Instructions for the task => From the entries that follow, report every line in which "body" occurs.

_____

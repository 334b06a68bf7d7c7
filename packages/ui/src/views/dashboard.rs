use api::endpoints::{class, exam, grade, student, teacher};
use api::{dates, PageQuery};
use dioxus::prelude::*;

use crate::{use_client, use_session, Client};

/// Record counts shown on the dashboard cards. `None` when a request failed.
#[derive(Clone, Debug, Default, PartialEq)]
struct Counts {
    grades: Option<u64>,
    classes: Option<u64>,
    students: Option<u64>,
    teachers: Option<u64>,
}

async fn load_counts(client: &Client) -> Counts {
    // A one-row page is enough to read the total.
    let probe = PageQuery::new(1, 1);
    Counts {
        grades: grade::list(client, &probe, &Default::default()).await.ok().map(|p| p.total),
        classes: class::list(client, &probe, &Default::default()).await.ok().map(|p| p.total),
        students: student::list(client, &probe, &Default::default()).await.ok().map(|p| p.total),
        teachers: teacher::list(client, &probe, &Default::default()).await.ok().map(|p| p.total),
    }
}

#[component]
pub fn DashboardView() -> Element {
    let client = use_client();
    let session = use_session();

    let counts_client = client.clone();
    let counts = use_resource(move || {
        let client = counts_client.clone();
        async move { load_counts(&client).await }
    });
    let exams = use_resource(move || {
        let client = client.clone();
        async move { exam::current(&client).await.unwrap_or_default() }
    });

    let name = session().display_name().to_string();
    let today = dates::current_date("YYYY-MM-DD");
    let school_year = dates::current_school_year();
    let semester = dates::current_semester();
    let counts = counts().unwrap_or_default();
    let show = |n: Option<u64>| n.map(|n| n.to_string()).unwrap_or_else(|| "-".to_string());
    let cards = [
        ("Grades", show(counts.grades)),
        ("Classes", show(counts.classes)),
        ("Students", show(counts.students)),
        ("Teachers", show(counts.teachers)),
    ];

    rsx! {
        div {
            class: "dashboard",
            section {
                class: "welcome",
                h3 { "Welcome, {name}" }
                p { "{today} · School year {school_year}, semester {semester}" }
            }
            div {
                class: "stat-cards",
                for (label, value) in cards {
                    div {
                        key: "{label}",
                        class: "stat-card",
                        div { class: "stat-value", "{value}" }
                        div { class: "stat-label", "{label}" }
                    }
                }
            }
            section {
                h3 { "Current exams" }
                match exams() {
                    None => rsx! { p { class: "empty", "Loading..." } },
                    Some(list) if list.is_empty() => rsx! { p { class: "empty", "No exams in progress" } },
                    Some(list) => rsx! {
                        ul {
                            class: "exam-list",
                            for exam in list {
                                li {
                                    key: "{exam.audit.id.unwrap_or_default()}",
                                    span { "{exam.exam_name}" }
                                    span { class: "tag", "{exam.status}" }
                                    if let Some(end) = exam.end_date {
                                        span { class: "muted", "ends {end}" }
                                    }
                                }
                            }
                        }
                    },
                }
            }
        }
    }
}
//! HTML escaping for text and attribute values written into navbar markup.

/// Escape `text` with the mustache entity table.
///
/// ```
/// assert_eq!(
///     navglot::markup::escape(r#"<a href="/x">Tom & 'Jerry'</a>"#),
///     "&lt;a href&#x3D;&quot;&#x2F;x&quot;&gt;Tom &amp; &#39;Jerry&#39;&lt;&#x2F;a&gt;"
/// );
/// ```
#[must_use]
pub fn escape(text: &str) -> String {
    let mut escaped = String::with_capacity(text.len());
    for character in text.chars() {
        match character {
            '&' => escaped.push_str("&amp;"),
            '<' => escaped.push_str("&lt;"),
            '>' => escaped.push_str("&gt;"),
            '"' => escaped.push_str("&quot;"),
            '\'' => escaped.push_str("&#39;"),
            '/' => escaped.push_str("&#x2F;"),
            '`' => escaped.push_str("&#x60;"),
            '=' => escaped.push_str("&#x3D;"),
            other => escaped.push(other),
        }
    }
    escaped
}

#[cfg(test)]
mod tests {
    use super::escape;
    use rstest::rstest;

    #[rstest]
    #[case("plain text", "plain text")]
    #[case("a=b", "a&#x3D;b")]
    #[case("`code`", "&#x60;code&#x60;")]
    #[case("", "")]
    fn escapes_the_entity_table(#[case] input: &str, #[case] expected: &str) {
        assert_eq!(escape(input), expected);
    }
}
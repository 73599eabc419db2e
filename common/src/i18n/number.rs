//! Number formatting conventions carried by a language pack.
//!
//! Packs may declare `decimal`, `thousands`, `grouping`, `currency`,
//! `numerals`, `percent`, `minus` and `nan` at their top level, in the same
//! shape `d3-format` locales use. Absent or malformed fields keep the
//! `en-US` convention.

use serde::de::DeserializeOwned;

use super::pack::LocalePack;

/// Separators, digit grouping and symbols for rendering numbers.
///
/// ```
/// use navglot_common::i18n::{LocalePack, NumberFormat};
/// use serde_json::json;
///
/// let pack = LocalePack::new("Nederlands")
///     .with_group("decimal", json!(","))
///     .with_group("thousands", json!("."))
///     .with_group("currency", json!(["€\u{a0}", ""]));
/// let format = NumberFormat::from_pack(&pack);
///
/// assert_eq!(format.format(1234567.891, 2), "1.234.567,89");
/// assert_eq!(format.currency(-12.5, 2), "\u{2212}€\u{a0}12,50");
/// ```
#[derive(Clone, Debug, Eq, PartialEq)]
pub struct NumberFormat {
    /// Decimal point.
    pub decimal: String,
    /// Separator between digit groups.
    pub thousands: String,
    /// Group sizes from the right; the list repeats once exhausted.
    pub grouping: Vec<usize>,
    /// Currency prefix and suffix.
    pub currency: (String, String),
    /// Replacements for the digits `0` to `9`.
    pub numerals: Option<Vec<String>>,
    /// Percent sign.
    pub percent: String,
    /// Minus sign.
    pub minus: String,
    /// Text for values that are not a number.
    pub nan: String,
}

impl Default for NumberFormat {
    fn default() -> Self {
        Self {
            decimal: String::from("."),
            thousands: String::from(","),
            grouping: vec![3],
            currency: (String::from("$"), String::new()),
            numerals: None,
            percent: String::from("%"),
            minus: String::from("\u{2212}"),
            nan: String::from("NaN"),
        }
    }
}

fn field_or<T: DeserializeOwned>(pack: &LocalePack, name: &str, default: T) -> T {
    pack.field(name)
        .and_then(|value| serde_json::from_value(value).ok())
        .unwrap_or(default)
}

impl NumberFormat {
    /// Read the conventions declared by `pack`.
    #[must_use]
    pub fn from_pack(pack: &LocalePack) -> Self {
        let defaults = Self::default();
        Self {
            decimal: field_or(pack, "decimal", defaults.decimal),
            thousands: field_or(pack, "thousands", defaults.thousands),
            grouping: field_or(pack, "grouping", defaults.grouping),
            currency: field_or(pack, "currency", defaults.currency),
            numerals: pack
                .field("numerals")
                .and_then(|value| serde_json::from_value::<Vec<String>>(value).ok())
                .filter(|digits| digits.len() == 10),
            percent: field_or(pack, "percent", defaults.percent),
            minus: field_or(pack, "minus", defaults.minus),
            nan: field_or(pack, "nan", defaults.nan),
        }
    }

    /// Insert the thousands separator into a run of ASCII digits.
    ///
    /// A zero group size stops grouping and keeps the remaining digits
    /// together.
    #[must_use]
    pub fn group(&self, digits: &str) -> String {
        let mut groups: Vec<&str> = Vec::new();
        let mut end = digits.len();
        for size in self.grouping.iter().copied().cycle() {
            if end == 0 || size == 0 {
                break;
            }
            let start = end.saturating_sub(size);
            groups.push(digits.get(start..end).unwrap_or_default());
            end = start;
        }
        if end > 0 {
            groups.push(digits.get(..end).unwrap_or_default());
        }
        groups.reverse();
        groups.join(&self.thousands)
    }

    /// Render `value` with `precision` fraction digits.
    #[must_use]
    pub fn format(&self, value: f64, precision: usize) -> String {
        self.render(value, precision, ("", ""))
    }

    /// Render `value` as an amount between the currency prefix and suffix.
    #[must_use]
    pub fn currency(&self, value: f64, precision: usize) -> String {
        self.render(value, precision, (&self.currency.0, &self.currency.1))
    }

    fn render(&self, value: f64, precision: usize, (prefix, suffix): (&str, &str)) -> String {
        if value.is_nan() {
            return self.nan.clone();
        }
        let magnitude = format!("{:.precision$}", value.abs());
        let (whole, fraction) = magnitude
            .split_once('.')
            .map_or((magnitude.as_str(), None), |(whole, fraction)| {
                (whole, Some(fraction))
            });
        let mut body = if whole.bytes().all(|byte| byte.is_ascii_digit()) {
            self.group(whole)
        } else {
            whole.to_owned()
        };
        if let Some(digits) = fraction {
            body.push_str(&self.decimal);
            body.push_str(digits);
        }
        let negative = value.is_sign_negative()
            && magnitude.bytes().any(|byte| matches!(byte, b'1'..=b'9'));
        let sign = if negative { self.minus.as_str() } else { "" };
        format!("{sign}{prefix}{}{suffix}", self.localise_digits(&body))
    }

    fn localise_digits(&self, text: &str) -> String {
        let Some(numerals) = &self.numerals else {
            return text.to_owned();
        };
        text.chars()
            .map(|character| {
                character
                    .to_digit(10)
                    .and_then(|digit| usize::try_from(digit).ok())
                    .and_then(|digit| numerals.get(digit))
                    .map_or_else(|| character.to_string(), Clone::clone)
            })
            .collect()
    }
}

_____

Task output =>
        let mut body = if whole.bytes().all(|byte| byte.is_ascii_digit()) {
            body.push_str(&self.decimal);
            body.push_str(digits);
        format!("{sign}{prefix}{}{suffix}", self.localise_digits(&body))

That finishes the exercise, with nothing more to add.